Stored data
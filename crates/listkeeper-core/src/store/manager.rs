//! `ListStore` — per-scope record files plus per-scope write serialization.

use std::collections::HashMap;
use std::path::PathBuf;
use std::sync::{Arc, Mutex};

use tokio::sync::{Mutex as AsyncMutex, OwnedMutexGuard};
use tracing::debug;

use super::record;
use crate::utils;
use crate::ScopeLists;

/// Durable mapping from a scope (channel id) to its named lists.
///
/// Each scope is one file; `load` and `save` move the whole record. Two
/// concurrent mutating commands on the same scope would each load a stale
/// mapping and one would overwrite the other's change, so callers must
/// hold the guard from [`ListStore::lock_scope`] across their whole
/// load→mutate→save cycle. Different scopes never contend.
pub struct ListStore {
    /// Directory where record files are stored.
    records_dir: PathBuf,
    /// One async mutex per scope, created lazily.
    locks: Mutex<HashMap<String, Arc<AsyncMutex<()>>>>,
}

impl ListStore {
    /// Create a new store.
    ///
    /// `records_dir` defaults to `~/.listkeeper/records/` if `None`.
    /// The directory is created if it doesn't exist.
    pub fn new(records_dir: Option<PathBuf>) -> std::io::Result<Self> {
        let dir = records_dir.unwrap_or_else(utils::get_records_path);
        std::fs::create_dir_all(&dir)?;

        Ok(ListStore {
            records_dir: dir,
            locks: Mutex::new(HashMap::new()),
        })
    }

    /// Acquire the scope's mutual-exclusion guard.
    ///
    /// Hold this across load→mutate→save; drop it after the save.
    pub async fn lock_scope(&self, scope: &str) -> OwnedMutexGuard<()> {
        let mutex = {
            let mut locks = self.locks.lock().unwrap();
            locks
                .entry(scope.to_string())
                .or_insert_with(|| Arc::new(AsyncMutex::new(())))
                .clone()
        };
        mutex.lock_owned().await
    }

    /// Load all lists for a scope.
    ///
    /// A missing record is not an error — it yields an empty mapping.
    pub fn load(&self, scope: &str) -> std::io::Result<ScopeLists> {
        let path = self.record_path(scope);
        if !path.exists() {
            return Ok(ScopeLists::new());
        }

        let text = std::fs::read_to_string(&path)?;
        let lists = record::parse_record(&text);
        debug!(scope, lists = lists.len(), "loaded record");
        Ok(lists)
    }

    /// Save all lists for a scope, fully overwriting its record.
    pub fn save(&self, scope: &str, lists: &ScopeLists) -> std::io::Result<()> {
        let path = self.record_path(scope);
        std::fs::write(&path, record::serialize_record(lists))?;
        debug!(scope, lists = lists.len(), path = %path.display(), "saved record");
        Ok(())
    }

    /// Number of scopes with a record on disk (for `status`).
    pub fn scope_count(&self) -> usize {
        std::fs::read_dir(&self.records_dir)
            .map(|entries| {
                entries
                    .flatten()
                    .filter(|e| e.path().extension().is_some_and(|ext| ext == "md"))
                    .count()
            })
            .unwrap_or(0)
    }

    /// Record file path for a scope.
    fn record_path(&self, scope: &str) -> PathBuf {
        self.records_dir
            .join(format!("{}.md", utils::safe_filename(scope)))
    }
}
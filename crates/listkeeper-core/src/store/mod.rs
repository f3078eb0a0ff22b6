//! Storage backend — one durable record per scope.
//!
//! # Disk format
//!
//! Each scope (Discord channel) is a `.md` file under
//! `~/.listkeeper/records/`, holding every list in that scope:
//!
//! ```text
//! # groceries
//! - milk
//! - dark chocolate
//! # chores
//! ```
//!
//! A `# ` line opens a list, each following `- ` line is one item, and a
//! list with no item lines is empty. Names and items are escaped on write
//! (see `record`), so any string round-trips.

pub mod manager;
pub mod record;

pub use manager::ListStore;
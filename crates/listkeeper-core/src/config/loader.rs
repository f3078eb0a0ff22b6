//! Config loader — reads `~/.listkeeper/config.json` and merges env vars.
//!
//! # Loading precedence
//! 1. Defaults (from `Config::default()`)
//! 2. JSON file at `~/.listkeeper/config.json`
//! 3. Environment variables `LISTKEEPER_<SECTION>__<FIELD>` (override JSON)

use std::path::{Path, PathBuf};
use tracing::{debug, info, warn};

use super::schema::Config;

/// Default config file path.
pub fn get_config_path() -> PathBuf {
    crate::utils::get_data_path().join("config.json")
}

/// Load configuration from the default path + env vars.
///
/// Falls back to `Config::default()` if the file doesn't exist or can't be parsed.
pub fn load_config(path: Option<&Path>) -> Config {
    let config_path = path.map(PathBuf::from).unwrap_or_else(get_config_path);
    load_config_from_path(&config_path)
}

/// Load config from a specific file path.
fn load_config_from_path(path: &Path) -> Config {
    if !path.exists() {
        info!("No config file found at {}, using defaults", path.display());
        return apply_env_overrides(Config::default());
    }

    debug!("Loading config from {}", path.display());

    let content = match std::fs::read_to_string(path) {
        Ok(c) => c,
        Err(e) => {
            warn!("Failed to read config file {}: {}", path.display(), e);
            return apply_env_overrides(Config::default());
        }
    };

    let config: Config = match serde_json::from_str(&content) {
        Ok(c) => c,
        Err(e) => {
            warn!("Failed to parse config JSON: {}", e);
            return apply_env_overrides(Config::default());
        }
    };

    apply_env_overrides(config)
}

/// Save configuration to disk (pretty-printed JSON with camelCase keys).
pub fn save_config(config: &Config, path: Option<&Path>) -> std::io::Result<()> {
    let config_path = path.map(PathBuf::from).unwrap_or_else(get_config_path);

    if let Some(parent) = config_path.parent() {
        std::fs::create_dir_all(parent)?;
    }

    let json = serde_json::to_string_pretty(config)
        .map_err(|e| std::io::Error::new(std::io::ErrorKind::Other, e))?;

    std::fs::write(&config_path, json)?;
    debug!("Config saved to {}", config_path.display());
    Ok(())
}

/// Apply environment variable overrides on top of a loaded config.
///
/// Env var format: `LISTKEEPER_<SECTION>__<FIELD>` (double underscore as
/// delimiter).
///
/// Supported overrides:
/// - `LISTKEEPER_DISCORD__TOKEN` → `discord.token`
/// - `LISTKEEPER_DISCORD__APPLICATION_ID` → `discord.application_id`
/// - `LISTKEEPER_STORAGE__DATA_DIR` → `storage.data_dir`
/// - `LISTKEEPER_DELETION__CONFIRM_TIMEOUT_SECS` → `deletion.confirm_timeout_secs`
fn apply_env_overrides(mut config: Config) -> Config {
    if let Ok(val) = std::env::var("LISTKEEPER_DISCORD__TOKEN") {
        config.discord.token = val;
    }
    if let Ok(val) = std::env::var("LISTKEEPER_DISCORD__APPLICATION_ID") {
        config.discord.application_id = val;
    }
    if let Ok(val) = std::env::var("LISTKEEPER_STORAGE__DATA_DIR") {
        config.storage.data_dir = val;
    }
    if let Ok(val) = std::env::var("LISTKEEPER_DELETION__CONFIRM_TIMEOUT_SECS") {
        if let Ok(n) = val.parse::<u64>() {
            config.deletion.confirm_timeout_secs = n;
        }
    }

    config
}
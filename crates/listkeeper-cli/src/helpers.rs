//! Shared CLI helpers — path expansion and the version banner.

use std::path::PathBuf;

use colored::Colorize;

/// Expand `~` at the start of a path to the user's home directory.
pub fn expand_tilde(path: &str) -> PathBuf {
    if let Some(rest) = path.strip_prefix("~/") {
        if let Some(home) = dirs_next::home_dir() {
            return home.join(rest);
        }
    }
    if path == "~" {
        if let Some(home) = dirs_next::home_dir() {
            return home;
        }
    }
    PathBuf::from(path)
}

/// Print the banner shown at gateway start.
pub fn print_banner() {
    let version = env!("CARGO_PKG_VERSION");
    println!();
    println!("{}  v{}", "📋 Listkeeper".cyan().bold(), version.dimmed());
}

// ─────────────────────────────────────────────
// Tests
// ─────────────────────────────────────────────

#[cfg(test)]
mod tests {
    use super::*;

    #[test]
    fn expand_tilde_home() {
        let result = expand_tilde("~/foo/bar");
        assert!(result.ends_with("foo/bar"));
        assert!(!result.starts_with("~"));
    }

    #[test]
    fn expand_tilde_no_tilde() {
        let result = expand_tilde("/absolute/path");
        assert_eq!(result, PathBuf::from("/absolute/path"));
    }

    #[test]
    fn expand_tilde_bare() {
        let result = expand_tilde("~");
        assert!(!result.to_string_lossy().contains('~'));
    }

    #[test]
    fn expand_tilde_relative() {
        let result = expand_tilde("relative/path");
        assert_eq!(result, PathBuf::from("relative/path"));
    }
}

**What the exercise asks:**
Start with the first line of the data and print every line exactly. The line containing "use crate::ScopeLists;" is the last one to include.

**Answer space:**
filename crates/listkeeper-core/src/store/manager.rs
//! `ListStore` — per-scope record files plus per-scope write serialization.

use std::collections::HashMap;
use std::path::PathBuf;
use std::sync::{Arc, Mutex};

use tokio::sync::{Mutex as AsyncMutex, OwnedMutexGuard};
use tracing::debug;

use super::record;
use crate::utils;
use crate::ScopeLists;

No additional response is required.